Tentu saja, alasan-alasan di atas dapat didiskusikan–sehingga bisa saja
diterima atau ditolak–sesuai dengan pandangan dasar masing-masing atau
agama dan budaya yang dianutnya.
Islam dan Poligami
Islam pada dasarnya membolehkan poligami berdasarkan firman-Nya, “Dan
jika kamu takut tidak akan dapat berlaku adil terhadap perempuan
(yatim), maka kawinilah apa yang kamu senangi dari wanita-wanita (lain):
dua-dua, tiga-tiga atau empat-empat. Lalu, jika kamu takut tidak akan
dapat berlaku adil, maka seorang saja, atau budak-budak wanita yang kamu
miliki. Yang demikian itu adalah lebih dekat kepada tidak berbuat
aniaya.” (Q.S. An-Nisâ’[4]: 3).
Ada beberapa hal yang perlu digaris bawahi pada ayat di atas. Pertama,
ayat ini tidak membuat peraturan baru tentang poligami, karena poligami
telah dikenal dan dilaksanakan oleh penganut berbagai syariat agama dan
adat istiadat masyarakat. Ia tidak juga menganjurkan apalagi
mewajibkanya. Ia, hanya berbicara tentang bolehnya poligami bagi
orang-orang dengan kondisi tertentu. Itu pun diakhiri dengan anjuran
untuk bermonogami dengan firman-Nya, “Yang demikian itu adalah lebih dekat kepada tidak berbuat aniaya”.
Adalah wajar bagi
satu perundangan, apalagi agama yang bersifat universal dan berlaku
untuk setiap waktu dan tempat, untuk mempersiapkan ketetapan hukum bagi
kasus yang bisa jadi terjadi satu ketika, walaupun baru merupakan
kemungkinan.
Seandainya ayat itu
berupa anjuran, pastilah Tuhan menciptakan perempuan empat kali lipat
dari jumlah lelaki, karena tidak ada arti Anda—apalagi
Tuhan—menganjurkan sesuatu, kalau apa yang dianjurkan itu tidak
tersedia. Ayat ini hanya memberi wadah bagi mereka yang memerlukannya
ketika menghadapi kondisi atau kasus tertentu, seperti yang dikemukakan
contohnya di atas. Tentu saja, masih bisa ada kondisi atau kasus selain
yang disebut itu, yang juga merupakan alasan logis untuk mengunci mati
pintu poligami yang dibenarkan dengan syarat yang tidak ringan itu.

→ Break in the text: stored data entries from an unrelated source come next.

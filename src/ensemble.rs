use crate::constants::PhysicalConstants;
use crate::error::{Error, Result};
use crate::lattice::{centered_lattice, perfect_square_side};
use crate::lj_pot::LennardJones;
use crate::observables::Observables;
use crate::particle::Particle;
use crate::run_md::{ForceProvider, VelocityVerlet};
use nalgebra::Vector2;
use rand::rngs::StdRng;
use rand::{Rng, SeedableRng};
use rand_distr::{Distribution, Uniform};
use serde::{Deserialize, Serialize};
use tracing::{debug, info};

/// How an ensemble is laid out and started.
#[derive(Debug, Clone, PartialEq, Deserialize, Serialize)]
pub struct EnsembleSettings {
    /// Number of particles; must be a non-zero perfect square
    pub particle_count: usize,
    /// Equilibrium separation `a` (m)
    pub a: f64,
    /// Lattice period `b` (m)
    pub b: f64,
    /// Time step (s)
    pub dt: f64,
    /// Jitter lattice sites by up to `coordinate_jitter * b` per axis
    #[serde(default)]
    pub randomize_coordinates: bool,
    /// Draw vx, vy uniformly from `[-speed_range, speed_range]`
    #[serde(default)]
    pub randomize_velocities: bool,
    /// Give every particle the speed sqrt(2 k_B T / m); wins over `randomize_velocities`
    #[serde(default)]
    pub target_temperature: Option<f64>,
    /// Fraction of `b` used as coordinate noise amplitude
    #[serde(default = "default_coordinate_jitter")]
    pub coordinate_jitter: f64,
    /// Velocity noise amplitude (m/s)
    #[serde(default = "default_speed_range")]
    pub speed_range: f64,
    /// Optional random seed
    #[serde(default)]
    pub seed: Option<u64>,
}

fn default_coordinate_jitter() -> f64 {
    0.01
}
fn default_speed_range() -> f64 {
    20.0
}

impl EnsembleSettings {
    /// Plain lattice at rest, no randomisation.
    pub fn new(particle_count: usize, a: f64, b: f64, dt: f64) -> Self {
        EnsembleSettings {
            particle_count,
            a,
            b,
            dt,
            randomize_coordinates: false,
            randomize_velocities: false,
            target_temperature: None,
            coordinate_jitter: default_coordinate_jitter(),
            speed_range: default_speed_range(),
            seed: None,
        }
    }

    /// Check the settings and return the lattice side length.
    pub fn validate(&self) -> Result<usize> {
        let side = perfect_square_side(self.particle_count).ok_or_else(|| {
            Error::invalid(format!(
                "particle count {} is not a positive perfect square",
                self.particle_count
            ))
        })?;
        check_positive("equilibrium length a", self.a)?;
        check_positive("lattice period b", self.b)?;
        check_positive("time step dt", self.dt)?;

        // below 0.5 neighbouring sites can never coincide
        if !(0.0..0.5).contains(&self.coordinate_jitter) {
            return Err(Error::invalid(format!(
                "coordinate jitter must lie in [0, 0.5), got {}",
                self.coordinate_jitter
            )));
        }
        if !sampling_range_is_finite(self.speed_range) {
            return Err(Error::invalid(format!(
                "speed range must be non-negative with a finite span, got {}",
                self.speed_range
            )));
        }
        if !sampling_range_is_finite(self.b * self.coordinate_jitter) {
            return Err(Error::invalid(format!(
                "coordinate jitter amplitude {} has no finite span",
                self.b * self.coordinate_jitter
            )));
        }
        if let Some(t) = self.target_temperature {
            if !t.is_finite() || t < 0.0 {
                return Err(Error::invalid(format!(
                    "target temperature must be finite and non-negative, got {t}"
                )));
            }
        }
        Ok(side)
    }
}

/// `[-amplitude, amplitude]` can be sampled uniformly without overflow.
fn sampling_range_is_finite(amplitude: f64) -> bool {
    amplitude >= 0.0 && (2.0 * amplitude / (1.0 - f64::EPSILON)).is_finite()
}

fn check_positive(name: &str, value: f64) -> Result<()> {
    if value.is_finite() && value > 0.0 {
        Ok(())
    } else {
        Err(Error::invalid(format!(
            "{name} must be finite and positive, got {value}"
        )))
    }
}

/// Macro-state of an ensemble.
#[derive(Debug, Clone, Copy, PartialEq, Eq)]
pub enum Phase {
    /// At least one particle left
    Active,
    /// Every particle evaporated; stepping does nothing
    Depleted,
}

/// A 2D particle ensemble advanced with velocity-Verlet.
///
/// Each call to [`Ensemble::advance_one_step`] moves the particles, recomputes
/// all pair forces, updates velocities, recomputes the observables and finally
/// drops particles that left the bounding cell. The observables returned for a
/// step still include the particles removed at its end.
#[derive(Debug, Clone)]
pub struct Ensemble<F: ForceProvider = LennardJones> {
    particles: Vec<Particle>,
    provider: F,
    constants: PhysicalConstants,
    a: f64,
    b: Option<f64>,
    dt: f64,
    initial_count: usize,
    observables: Observables,
    step: u64,
}

impl Ensemble<LennardJones> {
    /// Build an ensemble on a centred square lattice.
    ///
    /// # Errors
    /// `Error::InvalidConfiguration` for a non-square or zero particle count,
    /// non-positive `a`, `b` or `dt`, or out-of-range randomisation settings.
    pub fn new(settings: EnsembleSettings, constants: PhysicalConstants) -> Result<Self> {
        constants.validate().map_err(Error::InvalidConfiguration)?;
        let side = settings.validate()?;

        let mut rng = match settings.seed {
            Some(seed) => StdRng::seed_from_u64(seed),
            None => StdRng::from_entropy(),
        };

        let b = settings.b;
        let jitter_amp = b * settings.coordinate_jitter;
        let jitter = settings
            .randomize_coordinates
            .then(|| Uniform::new_inclusive(-jitter_amp, jitter_amp));
        let speed = settings
            .randomize_velocities
            .then(|| Uniform::new_inclusive(-settings.speed_range, settings.speed_range));
        let mass = constants.particle_mass;

        let mut particles: Vec<Particle> = centered_lattice(side, b)
            .into_iter()
            .map(|site| {
                let position = match &jitter {
                    Some(j) => site + Vector2::new(j.sample(&mut rng), j.sample(&mut rng)),
                    None => site,
                };
                let velocity = match (settings.target_temperature, &speed) {
                    (Some(t), _) => thermal_velocity(&mut rng, t, &constants),
                    (None, Some(s)) => Vector2::new(s.sample(&mut rng), s.sample(&mut rng)),
                    (None, None) => Vector2::zeros(),
                };
                Particle::with_velocity(position, velocity, mass, constants.particle_radius())
            })
            .collect();

        remove_net_momentum(&mut particles);

        debug!(
            "Placed {} particles on a {}x{} lattice with b = {:.4e} m",
            particles.len(),
            side,
            side,
            b
        );

        let provider = LennardJones::new(settings.a, &constants);
        let mut ensemble = Self::assemble(particles, provider, constants, settings.a, settings.dt);
        ensemble.b = Some(b);
        Ok(ensemble)
    }

    /// Build an ensemble from explicitly placed particles.
    pub fn from_particles(
        particles: Vec<Particle>,
        a: f64,
        dt: f64,
        constants: PhysicalConstants,
    ) -> Result<Self> {
        check_positive("equilibrium length a", a)?;
        let provider = LennardJones::new(a, &constants);
        Self::with_provider(particles, provider, constants, a, dt)
    }
}

impl<F: ForceProvider> Ensemble<F> {
    /// Build an ensemble with a custom pair interaction. `a` is kept only as
    /// the nominal equilibrium length reported by [`Ensemble::a`].
    pub fn with_provider(
        particles: Vec<Particle>,
        provider: F,
        constants: PhysicalConstants,
        a: f64,
        dt: f64,
    ) -> Result<Self> {
        constants.validate().map_err(Error::InvalidConfiguration)?;
        check_positive("time step dt", dt)?;
        if particles.is_empty() {
            return Err(Error::invalid("an ensemble needs at least one particle"));
        }
        for (i, p) in particles.iter().enumerate() {
            if !p.mass.is_finite() || p.mass <= 0.0 {
                return Err(Error::invalid(format!(
                    "particle {i} has non-positive mass {}",
                    p.mass
                )));
            }
            if let Some(j) = particles[i + 1..]
                .iter()
                .position(|q| (p.position - q.position).norm_squared() == 0.0)
            {
                return Err(Error::invalid(format!(
                    "particles {i} and {} share the same position",
                    i + 1 + j
                )));
            }
        }
        Ok(Self::assemble(particles, provider, constants, a, dt))
    }

    fn assemble(
        particles: Vec<Particle>,
        provider: F,
        constants: PhysicalConstants,
        a: f64,
        dt: f64,
    ) -> Self {
        let initial_count = particles.len();
        let mut ensemble = Ensemble {
            particles,
            provider,
            constants,
            a,
            b: None,
            dt,
            initial_count,
            observables: Observables::default(),
            step: 0,
        };
        let potential = ensemble.refresh_forces();
        ensemble.observables = ensemble.measure(potential);
        ensemble
    }

    /// Advance by one time step and return this step's observables.
    ///
    /// A depleted ensemble is left untouched and returns its last observables.
    pub fn advance_one_step(&mut self) -> Observables {
        if self.particles.is_empty() {
            return self.observables;
        }

        let old_forces = VelocityVerlet::drift(&mut self.particles, self.dt);
        let potential = self.refresh_forces();
        VelocityVerlet::kick(&mut self.particles, &old_forces, self.dt);

        self.observables = self.measure(potential);
        self.evaporate();
        self.step += 1;

        self.observables
    }

    /// Recompute forces and per-particle energies; returns the pair total.
    fn refresh_forces(&mut self) -> f64 {
        let positions: Vec<Vector2<f64>> = self.particles.iter().map(|p| p.position).collect();
        let field = self.provider.compute_forces(&positions);
        VelocityVerlet::apply_field(&mut self.particles, &field);
        field.potential_energy
    }

    fn measure(&self, potential_energy: f64) -> Observables {
        let n = self.particles.len();
        let kinetic_energy: f64 = self.particles.iter().map(Particle::kinetic_energy).sum();
        let sum_mv2: f64 = self
            .particles
            .iter()
            .map(|p| p.mass * p.speed_squared())
            .sum();
        let temperature = if n == 0 {
            0.0
        } else {
            sum_mv2 / (2.0 * n as f64 * self.constants.k_boltzmann)
        };

        Observables {
            kinetic_energy,
            potential_energy,
            total_energy: kinetic_energy + potential_energy,
            temperature,
            particle_count: n,
        }
    }

    /// Drop every particle outside the bounding cell.
    fn evaporate(&mut self) {
        let (lo, hi) = (self.constants.cell_min(), self.constants.cell_max());
        let before = self.particles.len();
        self.particles.retain(|p| p.is_inside(lo, hi));

        let lost = before - self.particles.len();
        if lost > 0 {
            debug!(
                "Step {}: {} particle(s) left the cell, {} remaining",
                self.step,
                lost,
                self.particles.len()
            );
            if self.particles.is_empty() {
                info!("Ensemble depleted after {} steps", self.step + 1);
            }
        }
    }

    pub fn particles(&self) -> &[Particle] {
        &self.particles
    }

    pub fn observables(&self) -> Observables {
        self.observables
    }

    pub fn kinetic_energy(&self) -> f64 {
        self.observables.kinetic_energy
    }

    pub fn potential_energy(&self) -> f64 {
        self.observables.potential_energy
    }

    pub fn total_energy(&self) -> f64 {
        self.observables.total_energy
    }

    /// Instantaneous temperature in kelvin.
    pub fn temperature(&self) -> f64 {
        self.observables.temperature
    }

    pub fn particle_count(&self) -> usize {
        self.particles.len()
    }

    pub fn initial_count(&self) -> usize {
        self.initial_count
    }

    /// Particles lost through the cell boundary so far.
    pub fn evaporated_count(&self) -> usize {
        self.initial_count - self.particles.len()
    }

    pub fn phase(&self) -> Phase {
        if self.particles.is_empty() {
            Phase::Depleted
        } else {
            Phase::Active
        }
    }

    pub fn step_count(&self) -> u64 {
        self.step
    }

    pub fn a(&self) -> f64 {
        self.a
    }

    /// Lattice period, if the ensemble was built on a lattice.
    pub fn b(&self) -> Option<f64> {
        self.b
    }

    pub fn dt(&self) -> f64 {
        self.dt
    }

    pub fn constants(&self) -> &PhysicalConstants {
        &self.constants
    }

    pub fn provider(&self) -> &F {
        &self.provider
    }

    /// Total momentum of the remaining particles.
    pub fn net_momentum(&self) -> Vector2<f64> {
        self.particles.iter().map(Particle::momentum).sum()
    }
}

/// Velocity with |v|^2 = 2 k_B T / m, split between the axes at a random
/// ratio and with random signs.
fn thermal_velocity<R: Rng>(
    rng: &mut R,
    temperature: f64,
    constants: &PhysicalConstants,
) -> Vector2<f64> {
    let v2 = 2.0 * constants.k_boltzmann * temperature / constants.particle_mass;
    let ratio: f64 = rng.gen_range(0.0..=1.0);
    let vx = (ratio * v2).sqrt();
    let vy = ((1.0 - ratio) * v2).sqrt();
    let sx = if rng.gen_bool(0.5) { 1.0 } else { -1.0 };
    let sy = if rng.gen_bool(0.5) { 1.0 } else { -1.0 };
    Vector2::new(sx * vx, sy * vy)
}

/// Subtract the mean velocity so the ensemble has zero total momentum.
fn remove_net_momentum(particles: &mut [Particle]) {
    if particles.is_empty() {
        return;
    }
    let mean: Vector2<f64> =
        particles.iter().map(|p| p.velocity).sum::<Vector2<f64>>() / particles.len() as f64;
    for p in particles.iter_mut() {
        p.velocity -= mean;
    }
}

Bahkan, dapat dikatakan bahwa kondisi dan situasi apapun yang dibenarkan
itu tidak mengandung makna anjuran berpoligami. Justru sebaliknya,
tuntunan dan tujuan perkawinan dapat dinilai ajakan untuk tidak
berpoligami, apapun kondisi dan situasi yang dihadapi oleh suami-isteri,
sebagaimana akan disinggung nanti.
Kedua, firman-Nya “jika kamu takut” mengandung makna jika
kamu mengetahui. Ini berarti, siapa yang yakin atau menduga, bahkan
menduga keras, tidak akan berlaku adil terhadap isteri-isterinya, yang
yatim maupun yang bukan, maka mereka itu tidak diperkenankan melakukan
poligami. Yang diperkenankan hanyalah yang yakin atau menduga keras
dapat berlaku adil. Yang ragu, apakah bisa berlaku adil atau tidak,
sayogianya tidak diizinkan berpoligami.
Kita tidak dapat
membenarkan siapa yang berkata bahwa poligami adalah anjuran, dengan
alasan bahwa Nabi Muhammad saw. kawin lebih dari satu, karena tidak
semua yang dilakukan Rasul perlu diteladani, sebagaimana tidak semua
yang wajib atau terlarang bagi beliau, wajib dan terlarang pula bagi
umatnya. Memang tidak jarang bagi yang menyandang tugas tertentu,
memperoleh kelebihan-kelebihan, baik kewajiban maupun hak. Itu adalah
konsekuensi dari tugas yang diemban. Belum tentu, apa yang terlihat
sebagai keistimewaan dalam hakikat dan kenyataannya demikian. Perkawinan
Nabi Muhammad saw. dengan sekian banyak isteri jelas bukan untuk tujuan
pemenuhan kebutuhan seksual karena isteri-isteri beliau itu pada
umumnya adalah janda-janda yang sedang atau segera akan memasuki usia
senja. Di sisi lain, perlu disadari bahwa Rasul saw. baru berpoligami
setelah isteri pertamanya wafat.
Perkawinan beliau
dalam bentuk monogami itu berjalan selama 25 tahun. Setelah tiga atau
empat tahun sesudah wafatnya isteri pertama beliau (Khadijah) barulah
beliau berpoligami (menggauli ‘Aisyah ra.). Beliau ketika itu berusia
sekitar 55 tahun, sedangkan beliau wafat dalam usia 63 tahun. Ini
berarti beliau berpoligami hanya dalam waktu sekitar delapan tahun, jauh
lebih pendek daripada hidup bermonogami, baik dihitung berdasar masa
kenabian, lebih-lebih jika dihitung seluruh masa perkawinan beliau. Jika
demikian, maka mengapa bukan masa yang lebih banyak itu yang
diteladani? Mengapa juga tidak meneladaninya dalam memilih calon-calon
isteri yang telah/hampir mencapai usia senja?
Kendati penulis
tidak sependapat dengan mereka yang ingin menutup mati pintu poligami,
namun penulis menilai bahwa berpoligami bagaikan pintu darurat dalam
pesawat udara, yang tidak dapat dibuka kecuali saat situasi sangat gawat
dan setelah diizinkan oleh pilot. Yang membukanya pun haruslah mampu,
karena itu tidak diperkenankan duduk di samping emergency door kecuali
orang-orang tertentu.
Sementara orang
melarang poligami dengan alasan dampak buruk yang diakibatkannya.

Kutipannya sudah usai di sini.